Taxpayers filing for the 2025 income year can expect notable changes to their returns following the legislative reforms.
Significant tax relief is now in effect for Saint Lucians as sweeping changes to the country’s income tax regime apply to the 2025 income year. The amendments, recently passed in Parliament, increase child allowances, expand deductions for mortgage interest and medical expenses, raise investment caps, and make pension income fully tax-exempt.
Taxpayers filing for the 2025 income year can expect notable changes to their returns following the legislative reforms.
According to Cyprian Montrope, Acting Deputy Comptroller at the Inland Revenue Department, the measures stem from recent budget announcements and are intended to deliver meaningful financial relief to families and workers.
“One, the child allowance that persons would have normally been claiming $1,000 for children up to 10 years and up to $2,000 for older children has now significantly increased. All children in primary and secondary school can now claim up to $5,000 per child. If the child is attending university or an institution providing equivalent tertiary education, the allowance is now $10,000 per child.” Montrope explained.
The dependent relative allowance has also increased substantially, moving from $350 to $5,000. Homeowners stand to benefit as well. The mortgage interest deduction cap has increased from
$18,000 to $40,000, excluding personal and medical allowances.
“Credit union shares were previously capped at $5,000 and have now increased to $10,000. All of these increases are geared towards reducing the amount of taxes that an employee would pay on a regular basis. In terms of medical expenses, certain allowances that were not previously permitted such as fertility treatment can now be claimed.” Montrope noted.
Additionally, all investments made during the filing period both local and regional can now be claimed up to a maximum of $10,000.
One of the most impactful changes affects pensioners. Pension income is now fully exempt from taxation.
“In earlier times, pension income was included up to a certain amount and the balance taxed. Now, entire pension income whether from an approved pension fund, employer pension, government pension, or NIC pension is 100% exempt. Pensioners will only be taxed on income derived from new employment, provided it falls within the taxable brackets,” Montrope stated.

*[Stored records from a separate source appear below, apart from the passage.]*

use chrono::{DateTime, Utc};
use rust_decimal::Decimal;
use serde::{Deserialize, Serialize};

/// Latest market quote for a symbol.
#[derive(Clone, Debug, PartialEq, Serialize, Deserialize)]
#[serde(rename_all = "camelCase")]
pub struct Quote {
    pub symbol: String,

    /// Last traded price
    pub price: Decimal,

    /// Absolute change since the previous close
    pub change: Decimal,

    /// Change since the previous close, in percent
    pub change_percent: Decimal,

    pub high: Decimal,
    pub low: Decimal,
    pub open: Decimal,
    pub previous_close: Decimal,

    /// Time the provider stamped on the quote
    pub timestamp: DateTime<Utc>,
}

impl Quote {
    /// Builds a quote from a price and the previous close, deriving the change fields.
    ///
    /// Open, high and low collapse to the current price.
    pub fn from_price(
        symbol: impl Into<String>,
        price: Decimal,
        previous_close: Decimal,
        timestamp: DateTime<Utc>,
    ) -> Self {
        let change = price - previous_close;
        let change_percent = if previous_close.is_zero() {
            Decimal::ZERO
        } else {
            (change / previous_close * Decimal::ONE_HUNDRED).round_dp(4)
        };

        Self {
            symbol: symbol.into(),
            price,
            change,
            change_percent,
            high: price.max(previous_close),
            low: price.min(previous_close),
            open: previous_close,
            previous_close,
            timestamp,
        }
    }
}

#[cfg(test)]
mod tests {
    use super::*;
    use rust_decimal_macros::dec;

    #[test]
    fn test_from_price_derives_change() {
        let quote = Quote::from_price("AAPL", dec!(110), dec!(100), Utc::now());
        assert_eq!(quote.change, dec!(10));
        assert_eq!(quote.change_percent, dec!(10));
        assert_eq!(quote.high, dec!(110));
        assert_eq!(quote.low, dec!(100));
    }

    #[test]
    fn test_from_price_zero_previous_close() {
        let quote = Quote::from_price("NEW", dec!(5), Decimal::ZERO, Utc::now());
        assert_eq!(quote.change_percent, Decimal::ZERO);
    }
}
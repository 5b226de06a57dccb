//! User domain models.

use chrono::{DateTime, Utc};
use serde::{Deserialize, Serialize};

use crate::errors::{Result, ValidationError};

#[derive(Debug, Clone, PartialEq, Serialize, Deserialize)]
#[serde(rename_all = "camelCase")]
pub struct User {
    pub id: String,
    pub name: String,
    pub created_at: DateTime<Utc>,
}

/// Input model for creating a user.
#[derive(Debug, Clone, Serialize, Deserialize)]
#[serde(rename_all = "camelCase")]
pub struct NewUser {
    /// Caller-chosen id. A v4 UUID is generated when absent.
    pub id: Option<String>,
    pub name: String,
}

impl NewUser {
    pub fn new(name: impl Into<String>) -> Self {
        Self {
            id: None,
            name: name.into(),
        }
    }

    pub fn validate(&self) -> Result<()> {
        if self.name.trim().is_empty() {
            return Err(ValidationError::MissingField("name".to_string()).into());
        }
        if let Some(id) = &self.id {
            if id.trim().is_empty() {
                return Err(
                    ValidationError::InvalidInput("user id must not be blank".to_string()).into(),
                );
            }
        }
        Ok(())
    }
}
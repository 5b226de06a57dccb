//! Ledgerfolio Core - Domain entities, services, and traits.
//!
//! This crate contains the cost-basis ledger, the analytics engine, the what-if
//! simulator and the realtime hub. It is database-agnostic and defines traits
//! that are implemented by the `storage-sqlite` crate; [`memory::InMemoryStore`]
//! implements them in process.

pub mod assets;
pub mod config;
pub mod constants;
pub mod engine;
pub mod errors;
pub mod events;
pub mod ledger;
pub mod memory;
pub mod portfolio;
pub mod quotes;
pub mod realtime;
pub mod simulation;
pub mod users;
pub mod utils;

pub use config::EngineConfig;
pub use engine::{EngineRepositories, PortfolioEngine};

// Re-export error types
pub use errors::Error;
pub use errors::Result;
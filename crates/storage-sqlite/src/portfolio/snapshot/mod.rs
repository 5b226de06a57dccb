//! SQLite storage implementation for portfolio snapshots.

mod model;
mod repository;

pub use model::PortfolioSnapshotDB;
pub use repository::SnapshotRepository;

The Acting Deputy Comptroller emphasized that the changes are designed to ease the financial burden on households and enhance disposable income.
The Inland Revenue Department will continue its customary outreach during the filing period to assist taxpayers. This includes public education programmes, media engagements, advertisements, and informational flyers.
“As is customary, the IRD conducts outreach to provide assistance to taxpayers. This year will be no exception. Individuals are free to call the Department for clarification on the changes. We are in the process of disseminating the information widely, but our customer service team
remains available to provide guidance where needed,” Montrope added. The changes took effect for the income year beginning January 1, 2025.